Statistical Modelling of Count Data

To find regions that contain more mapped reads than would be expected by chance, you can follow a similar approach to the one described by Serre et al. [1]. The number of counts for non-overlapping contiguous 100 bp windows is statistically modeled.

First, use the getCounts method to count the number of mapped reads that start at each window. In this example you use a binning approach that considers only the start position of every mapped read, following the approach of Serre et al. However, you may also use the OVERLAP and METHOD name-value pairs in getCounts to compute more accurate statistics. For instance, to obtain the maximum coverage for each window considering base pair resolution, set OVERLAP to 1 and METHOD to MAX.

n = numel(chr9.Sequence); % length of chromosome
w = 1:100:n; % windows of 100 bp

counts_1 = getCounts(bm_hct116_1,w,w+99,'independent',true,'overlap','start');
counts_2 = getCounts(bm_hct116_2,w,w+99,'independent',true,'overlap','start');

First, try to model the counts assuming that all the windows with counts are biologically significant and therefore from the same distribution.
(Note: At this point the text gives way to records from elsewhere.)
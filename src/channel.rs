use std::fmt;
use std::str::FromStr;

use serde::Serialize;

use crate::error::InvalidRequest;

/// Number of channels on the board. Ids run from 1 to `CHANNEL_COUNT`.
pub const CHANNEL_COUNT: usize = 4;

pub const MAX_BRIGHTNESS: u8 = 100;

/// Identifier of one of the relay channels.
/// Can only hold a value in `1..=CHANNEL_COUNT`.
#[derive(Copy, Clone, Debug, PartialEq, Eq, PartialOrd, Ord, Hash, Serialize)]
#[serde(transparent)]
pub struct ChannelId(u8);

impl ChannelId {
    pub fn all() -> impl Iterator<Item = ChannelId> {
        return (1..=CHANNEL_COUNT as u8).map(ChannelId);
    }

    pub fn get(self) -> u8 {
        return self.0;
    }

    pub(crate) fn index(self) -> usize {
        return usize::from(self.0 - 1);
    }
}

impl TryFrom<u8> for ChannelId {
    type Error = InvalidRequest;

    fn try_from(id: u8) -> Result<Self, Self::Error> {
        if id == 0 || usize::from(id) > CHANNEL_COUNT {
            return Err(InvalidRequest::UnknownChannel(id.to_string()));
        }
        return Ok(ChannelId(id));
    }
}

impl FromStr for ChannelId {
    type Err = InvalidRequest;

    fn from_str(s: &str) -> Result<Self, Self::Err> {
        let id = parse_digits(s).ok_or_else(|| InvalidRequest::UnknownChannel(s.to_string()))?;
        return ChannelId::try_from(id).map_err(|_| InvalidRequest::UnknownChannel(s.to_string()));
    }
}

impl fmt::Display for ChannelId {
    fn fmt(&self, f: &mut fmt::Formatter) -> fmt::Result {
        write!(f, "{}", self.0)
    }
}

#[derive(Copy, Clone, Debug, PartialEq, Eq)]
pub enum PowerCommand {
    On,
    Off,
}

impl PowerCommand {
    pub fn is_on(self) -> bool {
        return self == PowerCommand::On;
    }

    /// The literal used in request paths.
    pub fn as_str(self) -> &'static str {
        match self {
            PowerCommand::On => "on",
            PowerCommand::Off => "off",
        }
    }
}

// Exact, case-sensitive match. "ON" or "On" are rejected.
impl FromStr for PowerCommand {
    type Err = InvalidRequest;

    fn from_str(s: &str) -> Result<Self, Self::Err> {
        match s {
            "on" => Ok(PowerCommand::On),
            "off" => Ok(PowerCommand::Off),
            _ => Err(InvalidRequest::UnknownCommand(s.to_string())),
        }
    }
}

impl fmt::Display for PowerCommand {
    fn fmt(&self, f: &mut fmt::Formatter) -> fmt::Result {
        match self {
            PowerCommand::On => write!(f, "ON"),
            PowerCommand::Off => write!(f, "OFF"),
        }
    }
}

/// Dimming level in percent, always within `0..=MAX_BRIGHTNESS`.
#[derive(Copy, Clone, Debug, Default, PartialEq, Eq, PartialOrd, Ord, Serialize)]
#[serde(transparent)]
pub struct Brightness(u8);

impl Brightness {
    pub const OFF: Brightness = Brightness(0);

    /// Like `try_from`, but saturates at `MAX_BRIGHTNESS` instead of failing.
    pub fn clamped(percent: u32) -> Brightness {
        return Brightness(percent.min(u32::from(MAX_BRIGHTNESS)) as u8);
    }

    pub fn get(self) -> u8 {
        return self.0;
    }
}

impl TryFrom<u8> for Brightness {
    type Error = InvalidRequest;

    fn try_from(percent: u8) -> Result<Self, Self::Error> {
        if percent > MAX_BRIGHTNESS {
            return Err(InvalidRequest::BadBrightness(percent.to_string()));
        }
        return Ok(Brightness(percent));
    }
}

// Only plain ascii digits are accepted: no sign, no fraction, no whitespace.
impl FromStr for Brightness {
    type Err = InvalidRequest;

    fn from_str(s: &str) -> Result<Self, Self::Err> {
        let percent = parse_digits(s).ok_or_else(|| InvalidRequest::BadBrightness(s.to_string()))?;
        return Brightness::try_from(percent).map_err(|_| InvalidRequest::BadBrightness(s.to_string()));
    }
}

impl fmt::Display for Brightness {
    fn fmt(&self, f: &mut fmt::Formatter) -> fmt::Result {
        write!(f, "{}%", self.0)
    }
}

/// `u8::from_str` alone would also accept a leading '+'.
fn parse_digits(s: &str) -> Option<u8> {
    if s.is_empty() || !s.bytes().all(|b| b.is_ascii_digit()) {
        return None;
    }
    return s.parse::<u8>().ok();
}

/// Current state of a single channel.
#[derive(Copy, Clone, Debug, Default, PartialEq, Eq, Serialize)]
pub struct ChannelState {
    pub on: bool,
    pub brightness: Brightness,
}

impl ChannelState {
    pub fn set_power(&mut self, command: PowerCommand) {
        self.on = command.is_on();
    }

    /// Also switches the channel on or off depending on whether
    /// `brightness` is above zero.
    pub fn set_brightness(&mut self, brightness: Brightness) {
        self.brightness = brightness;
        self.on = brightness > Brightness::OFF;
    }
}

/// A channel state together with its id, as returned by the mutating routes.
#[derive(Copy, Clone, Debug, PartialEq, Eq, Serialize)]
pub struct ChannelRecord {
    pub id: ChannelId,
    pub on: bool,
    pub brightness: Brightness,
}

impl ChannelRecord {
    pub fn new(id: ChannelId, state: ChannelState) -> ChannelRecord {
        return ChannelRecord {
            id,
            on: state.on,
            brightness: state.brightness,
        };
    }
}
Use the negative bionomial distribution to fit a model the count data.

nbp = nbinfit(counts_1);

Plot the fitted model over a histogram of the empirical data.

figure
hold on
edges = 0:100;
emphist = histcounts(counts_1,edges); % calculate the empirical distribution
binCenters = (edges(1:end-1) + edges(2:end)) / 2;
bar(binCenters,emphist./sum(emphist),'c','grouped') % plot histogram
plot(0:100,nbinpdf(0:100,nbp(1),nbp(2)),'b','linewidth',2); % plot fitted model
axis([0 50 0 .001])
legend('Empirical Distribution','Negative Binomial Fit')
ylabel('Frequency')
xlabel('Counts')
title('Frequency of counts, 100bp windows (HCT116-1)')

The poor fitting indicates that the observed distribution may be due to the mixture of two models, one that represents the background and one that represents the count data in methylated DNA windows.
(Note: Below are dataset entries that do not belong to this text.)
// File: src/numeric.rs
// Purpose: Numeric predicates over raw field input

/// Check that the trimmed value is a canonical positive base-10 integer
///
/// Canonical means the parsed number formats back to exactly the trimmed
/// input: no sign, no leading zeros, no decimal point, no stray characters.
pub fn is_positive_integer(value: &str) -> bool {
    let trimmed = value.trim();
    match trimmed.parse::<i64>() {
        Ok(n) => n > 0 && n.to_string() == trimmed,
        Err(_) => false,
    }
}

/// Check that the trimmed value is a finite number greater than zero
pub fn is_positive_decimal(value: &str) -> bool {
    parse_finite(value).map(|n| n > 0.0).unwrap_or(false)
}

/// Check that the trimmed value is a finite number
pub fn is_numeric(value: &str) -> bool {
    parse_finite(value).is_some()
}

/// Check that the trimmed value is a finite number within `min..=max`
///
/// Both bounds are inclusive.
pub fn in_range(value: &str, min: f64, max: f64) -> bool {
    parse_finite(value)
        .map(|n| min <= n && n <= max)
        .unwrap_or(false)
}

fn parse_finite(value: &str) -> Option<f64> {
    value.trim().parse::<f64>().ok().filter(|n| n.is_finite())
}
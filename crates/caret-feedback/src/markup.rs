// File: src/markup.rs
// Purpose: Maud rendering of the alert container and the submit control

use maud::{html, Markup};

use crate::alert::Alert;
use crate::submit_guard::SubmitGuard;

/// Render the alert container with its current alert, if any
///
/// A fading alert carries the transition style the removal step rides on;
/// an empty container keeps the mount point in the page.
pub fn render_alert(alert: Option<&Alert>) -> Markup {
    html! {
        div id="alert-container" {
            @if let Some(alert) = alert {
                @if alert.fading {
                    div class=(format!("form-alert {}", alert.kind.css_class()))
                        style="transition: opacity 0.3s; opacity: 0" {
                        (alert.message)
                    }
                } @else {
                    div class=(format!("form-alert {}", alert.kind.css_class())) {
                        (alert.message)
                    }
                }
            }
        }
    }
}

/// Render the submit control; an engaged guard disables it and shows the
/// loading treatment
pub fn render_submit(label: &str, guard: &SubmitGuard) -> Markup {
    html! {
        @if guard.is_locked() {
            button type="submit" class="loading" disabled {
                (label)
            }
        } @else {
            button type="submit" {
                (label)
            }
        }
    }
}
A more realistic scenario would be to assume that windows with a small number of mapped reads are mainly the background (or null model). Serre et al. assumed that 100-bp windows containing four or more reads are unlikely to be generated by chance. To estimate a good approximation to the null model, you can fit the left body of the empirical distribution to a truncated negative binomial distribution. To fit a truncated distribution use the mle function. First you need to define an anonymous function that defines the right-truncated version of nbinpdf.
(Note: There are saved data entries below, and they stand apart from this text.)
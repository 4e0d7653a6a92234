// File: src/config.rs
// Purpose: Feedback timing configuration from caret.toml

use anyhow::{Context, Result};
use serde::{Deserialize, Serialize};
use std::fs;
use std::path::Path;
use std::time::Duration;

/// Runtime timing configuration for alerts and the submit guard
#[derive(Debug, Clone)]
pub struct FeedbackConfig {
    /// How long an alert stays fully visible
    pub dismiss_after: Duration,

    /// Length of the fade-out phase before the alert is removed
    pub fade: Duration,

    /// How long the submit guard stays engaged without an explicit release
    pub guard_reset: Duration,
}

impl Default for FeedbackConfig {
    fn default() -> Self {
        Self {
            dismiss_after: Duration::from_secs(5),
            fade: Duration::from_millis(300),
            guard_reset: Duration::from_secs(5),
        }
    }
}

impl FeedbackConfig {
    /// Load configuration from a TOML file
    pub fn load(path: impl AsRef<Path>) -> Result<Self> {
        let path = path.as_ref();

        // If file doesn't exist or is empty, return default config
        if !path.exists() {
            return Ok(Self::default());
        }

        let content = fs::read_to_string(path)
            .with_context(|| format!("Failed to read config file: {:?}", path))?;

        if content.trim().is_empty() {
            return Ok(Self::default());
        }

        let config: FeedbackTomlConfig = toml::from_str(&content)
            .with_context(|| format!("Failed to parse config file: {:?}", path))?;

        Ok(config.to_runtime_config())
    }

    /// Load configuration from the default path (./caret.toml)
    pub fn load_default() -> Result<Self> {
        Self::load("caret.toml")
    }
}

/// TOML configuration for caret.toml
#[derive(Debug, Clone, Serialize, Deserialize)]
pub struct FeedbackTomlConfig {
    /// Alert visibility period in seconds
    #[serde(default = "default_dismiss_after_secs")]
    pub dismiss_after_secs: u64,

    /// Alert fade-out in milliseconds
    #[serde(default = "default_fade_millis")]
    pub fade_millis: u64,

    /// Submit guard auto-release in seconds
    #[serde(default = "default_guard_reset_secs")]
    pub guard_reset_secs: u64,
}

// Default values
fn default_dismiss_after_secs() -> u64 {
    5
}

fn default_fade_millis() -> u64 {
    300
}

fn default_guard_reset_secs() -> u64 {
    5
}

impl Default for FeedbackTomlConfig {
    fn default() -> Self {
        Self {
            dismiss_after_secs: default_dismiss_after_secs(),
            fade_millis: default_fade_millis(),
            guard_reset_secs: default_guard_reset_secs(),
        }
    }
}

impl FeedbackTomlConfig {
    /// Convert TOML config to runtime config
    pub fn to_runtime_config(&self) -> FeedbackConfig {
        FeedbackConfig {
            dismiss_after: Duration::from_secs(self.dismiss_after_secs),
            fade: Duration::from_millis(self.fade_millis),
            guard_reset: Duration::from_secs(self.guard_reset_secs),
        }
    }
}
rtnbinpdf = @(x,p1,p2,t) nbinpdf(x,p1,p2) ./ nbincdf(t-1,p1,p2);

Define the fitting function using another anonymous function.

rtnbinfit = @(x2,t) mle(x2,'pdf',@(x3,p1,p2) rtnbinpdf(x3,p1,p2,t),'start',nbinfit(x2),'lower',[0 0]);

Before fitting the real data, let us assess the fitting procedure with some sampled data from a known distribution.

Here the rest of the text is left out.